Horizontal pod autoscaling #
Using KWOK, we can deploy a metric server to help us observe and trigger our HorizontalPodAutoscaler.
This image shows you what you should expect when testing this scenario. You can follow the step-by-step guide after seeing this.
Prerequisites #
- KWOK must be installed on the machine. See installation.
- Install kubectl
Get metrics usage #
wget https://github.com/kubernetes-sigs/kwok/releases/download/v0.6.0/metrics-usage.yaml
Create cluster #
kwokctl create cluster --enable-metrics-server --config ./metrics-usage.yaml
The arguments --enable-metrics-server --config ./metrics-usage.yaml
provides the ability to
use a metric server in the cluster. The metric server docker image will be downloaded and running as a docker container.
Create a node #
kwokctl scale node --replicas 1
Create the pod #
kubectl apply -f deployment.yaml
- Deployment specification:
- Current CPU usage: 200m
- CPU Request: 1000m
- HPA Utilization percentage = (Current CPU usage / CPU Request) * 100)
- (200/1000) * 100 ≈ 20%
The current CPU usage was defined in the deployment manifest and passed via the below annotation.
annotations:
kwok.x-k8s.io/usage-cpu: 200m
Wait for 50s #
sleep 50
This gives the metric-server time to collect metrics of the pod.
Confirm metric of pod #
kubectl top pod
NAME CPU(cores) MEMORY(bytes)
fake-app-bdccf9b7f-phwtl 201m 1Mi
Deploy HPA #
kubectl apply -f hpa.yaml
- Core HorizontalPodAutoscaler specification:
- MINPODS = 1
- MAXPODS = 2
- average CPU Utilization = 70%
- scaleUp/scaleDown = 100% (meaning increase/decrease current pod by a 100%)
Wait for 5s #
sleep 5
See more details about the HPA event before scaleUp #
kubectl get hpa
NAME REFERENCE TARGETS MINPODS MAXPODS REPLICAS AGE
pod-auto-scaler Deployment/fake-app cpu: 20%/70% 1 2 1 9s
Only one replica in the deployment is running, and the threshold is at 20% which is less than 70%.
Let’s increase the usage metrics of the pod #
POD_NAME=$(kubectl top pods | awk 'NR>1 {print $1}')
kubectl patch pod $POD_NAME --type=json -p='[{"op":"add","path":"/metadata/annotations","value":{"kwok.x-k8s.io/usage-cpu":"800m"}}]'
This command extracts and lists the names of the pods.
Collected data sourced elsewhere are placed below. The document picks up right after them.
//! Reviewer repository contract and SQLite implementation.
//!
//! # Responsibility
//! - Provide `find_all`/`find_by_id`/`save`/`delete_by_id` over `reviewers`.
//! - Keep SQL details inside the persistence boundary.
//!
//! # Invariants
//! - Write paths call `Reviewer::validate()` before SQL mutations.
//! - Email conflicts are detected from the storage constraint, never by a
//!   pre-check query.
//! - Read paths reject invalid persisted state instead of masking it.

use crate::db::DbError;
use crate::model::reviewer::{Reviewer, ReviewerId, ReviewerValidationError};
use log::debug;
use rusqlite::{params, Connection, Row};
use std::error::Error;
use std::fmt::{Display, Formatter};

const REVIEWER_SELECT_SQL: &str = "SELECT
    id,
    name,
    email,
    affiliation,
    expertise
FROM reviewers";

pub type RepoResult<T> = Result<T, RepoError>;

/// Repository error for reviewer persistence and query operations.
#[derive(Debug)]
pub enum RepoError {
    Validation(ReviewerValidationError),
    Db(DbError),
    NotFound(ReviewerId),
    /// Another row already holds this email.
    DuplicateEmail(String),
    InvalidData(String),
}

impl Display for RepoError {
    fn fmt(&self, f: &mut Formatter<'_>) -> std::fmt::Result {
        match self {
            Self::Validation(err) => write!(f, "{err}"),
            Self::Db(err) => write!(f, "{err}"),
            Self::NotFound(id) => write!(f, "reviewer not found: {id}"),
            Self::DuplicateEmail(email) => write!(f, "email already exists: {email}"),
            Self::InvalidData(message) => write!(f, "invalid persisted reviewer data: {message}"),
        }
    }
}

impl Error for RepoError {
    fn source(&self) -> Option<&(dyn Error + 'static)> {
        match self {
            Self::Validation(err) => Some(err),
            Self::Db(err) => Some(err),
            Self::NotFound(_) | Self::DuplicateEmail(_) | Self::InvalidData(_) => None,
        }
    }
}

impl From<ReviewerValidationError> for RepoError {
    fn from(value: ReviewerValidationError) -> Self {
        Self::Validation(value)
    }
}

impl From<DbError> for RepoError {
    fn from(value: DbError) -> Self {
        Self::Db(value)
    }
}

impl From<rusqlite::Error> for RepoError {
    fn from(value: rusqlite::Error) -> Self {
        Self::Db(DbError::Sqlite(value))
    }
}

/// Repository interface for reviewer CRUD operations.
pub trait ReviewerRepository {
    /// Returns every reviewer ordered by ascending id.
    fn find_all(&self) -> RepoResult<Vec<Reviewer>>;
    fn find_by_id(&self, id: ReviewerId) -> RepoResult<Option<Reviewer>>;
    /// Inserts when `id` is `None`, otherwise overwrites every non-id column.
    ///
    /// Returns the stored row.
    fn save(&self, reviewer: &Reviewer) -> RepoResult<Reviewer>;
    fn delete_by_id(&self, id: ReviewerId) -> RepoResult<()>;
}

/// SQLite-backed reviewer repository.
pub struct SqliteReviewerRepository<'conn> {
    conn: &'conn Connection,
}

impl<'conn> SqliteReviewerRepository<'conn> {
    pub fn new(conn: &'conn Connection) -> Self {
        Self { conn }
    }

    fn insert(&self, reviewer: &Reviewer) -> RepoResult<ReviewerId> {
        self.conn
            .execute(
                "INSERT INTO reviewers (
                    name,
                    email,
                    affiliation,
                    expertise
                ) VALUES (?1, ?2, ?3, ?4);",
                params![
                    reviewer.name.as_str(),
                    reviewer.email.as_str(),
                    reviewer.affiliation.as_deref(),
                    reviewer.expertise.as_deref(),
                ],
            )
            .map_err(|err| map_write_error(err, &reviewer.email))?;

        Ok(self.conn.last_insert_rowid())
    }

    fn update(&self, id: ReviewerId, reviewer: &Reviewer) -> RepoResult<()> {
        let changed = self
            .conn
            .execute(
                "UPDATE reviewers
                 SET
                    name = ?1,
                    email = ?2,
                    affiliation = ?3,
                    expertise = ?4
                 WHERE id = ?5;",
                params![
                    reviewer.name.as_str(),
                    reviewer.email.as_str(),
                    reviewer.affiliation.as_deref(),
                    reviewer.expertise.as_deref(),
                    id,
                ],
            )
            .map_err(|err| map_write_error(err, &reviewer.email))?;

        if changed == 0 {
            return Err(RepoError::NotFound(id));
        }

        Ok(())
    }
}

impl ReviewerRepository for SqliteReviewerRepository<'_> {
    fn find_all(&self) -> RepoResult<Vec<Reviewer>> {
        let mut stmt = self
            .conn
            .prepare(&format!("{REVIEWER_SELECT_SQL} ORDER BY id ASC;"))?;
        let mut rows = stmt.query([])?;
        let mut reviewers = Vec::new();

        while let Some(row) = rows.next()? {
            reviewers.push(parse_reviewer_row(row)?);
        }

        Ok(reviewers)
    }

    fn find_by_id(&self, id: ReviewerId) -> RepoResult<Option<Reviewer>> {
        let mut stmt = self
            .conn
            .prepare(&format!("{REVIEWER_SELECT_SQL} WHERE id = ?1;"))?;

        let mut rows = stmt.query(params![id])?;
        if let Some(row) = rows.next()? {
            return Ok(Some(parse_reviewer_row(row)?));
        }

        Ok(None)
    }

    fn save(&self, reviewer: &Reviewer) -> RepoResult<Reviewer> {
        reviewer.validate()?;

        let id = match reviewer.id {
            Some(id) => {
                self.update(id, reviewer)?;
                id
            }
            None => self.insert(reviewer)?,
        };
        debug!("event=reviewer_save module=repo status=ok id={id}");

        self.find_by_id(id)?.ok_or(RepoError::NotFound(id))
    }

    fn delete_by_id(&self, id: ReviewerId) -> RepoResult<()> {
        let changed = self
            .conn
            .execute("DELETE FROM reviewers WHERE id = ?1;", params![id])?;

        if changed == 0 {
            return Err(RepoError::NotFound(id));
        }

        Ok(())
    }
}

/// Returns the number of stored reviewers.
pub fn count_reviewers(conn: &Connection) -> RepoResult<i64> {
    let count = conn.query_row("SELECT COUNT(*) FROM reviewers;", [], |row| row.get(0))?;
    Ok(count)
}

fn map_write_error(err: rusqlite::Error, email: &str) -> RepoError {
    let err = DbError::Sqlite(err);
    if err.is_unique_violation() {
        return RepoError::DuplicateEmail(email.to_string());
    }
    RepoError::Db(err)
}

fn parse_reviewer_row(row: &Row<'_>) -> RepoResult<Reviewer> {
    let id: ReviewerId = row.get("id")?;
    if id <= 0 {
        return Err(RepoError::InvalidData(format!(
            "invalid id value `{id}` in reviewers.id"
        )));
    }

    let reviewer = Reviewer {
        id: Some(id),
        name: row.get("name")?,
        email: row.get("email")?,
        affiliation: row.get("affiliation")?,
        expertise: row.get("expertise")?,
    };
    reviewer
        .validate()
        .map_err(|err| RepoError::InvalidData(format!("reviewer {id}: {err}")))?;
    Ok(reviewer)
}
Then it patches the current CPU usage of each pod’s CPU to “800m”. Here we have just one pod, so it uses that alone. This causes the CPU utilization of the pod to be over the threshold of 70%
Wait for 30s #
sleep 30
See more details about the HPA event after scaleUp #
kubectl describe hpa | awk '/Events:/ {found=1} found {print}' | tail -n 1
Normal SuccessfulRescale 20s horizontal-pod-autoscaler New size: 2; reason: cpu resource utilization (percentage of request) above target
This command displays the event data for when the deployment was auto-scaled to a 100% by the HPA.
Get scaled up HPA CPU utilization metrics #
kubectl get hpa
NAME REFERENCE TARGETS MINPODS MAXPODS REPLICAS AGE
pod-auto-scaler Deployment/fake-app cpu: 50%/70% 1 2 2 54s
We can see now that the CPU utilization of the deployment is less than the threshold. This is because the replica of the deployment is now two.
Let’s reduce the usage metrics to the pods #
POD_NAME=$(kubectl top pods | awk 'NR>1 {print $1}')
kubectl patch pod $POD_NAME --type=json -p='[{"op":"add","path":"/metadata/annotations","value":{"kwok.x-k8s.io/usage-cpu":"200m"}}]'
This command extracts and lists the names of the pods. Then it patches the current CPU usage of each pod’s CPU to “200m”. This causes the CPU utilization of the pod to be less than the threshold of 70%, hence, causing the HPA to scaled down by a 100%.
Wait for 30s #
sleep 30
See more details about the latest HPA event after scaleDown #
kubectl describe hpa | awk '/Events:/ {found=1} found {print}' | tail -n 1
Normal SuccessfulRescale 16s horizontal-pod-autoscaler New size: 1; reason: All metrics below target
Wait for 10s #
sleep 10
Get scaled down HPA CPU utilization metrics #
kubectl get hpa
NAME REFERENCE TARGETS MINPODS MAXPODS REPLICAS AGE
pod-auto-scaler Deployment/fake-app cpu: 20%/70% 1 2 1 2m23s
Delete the cluster #
kwokctl delete cluster
Conclusion #
This example demonstrates how to use KWOK to simulate horizontal pod autoscaling.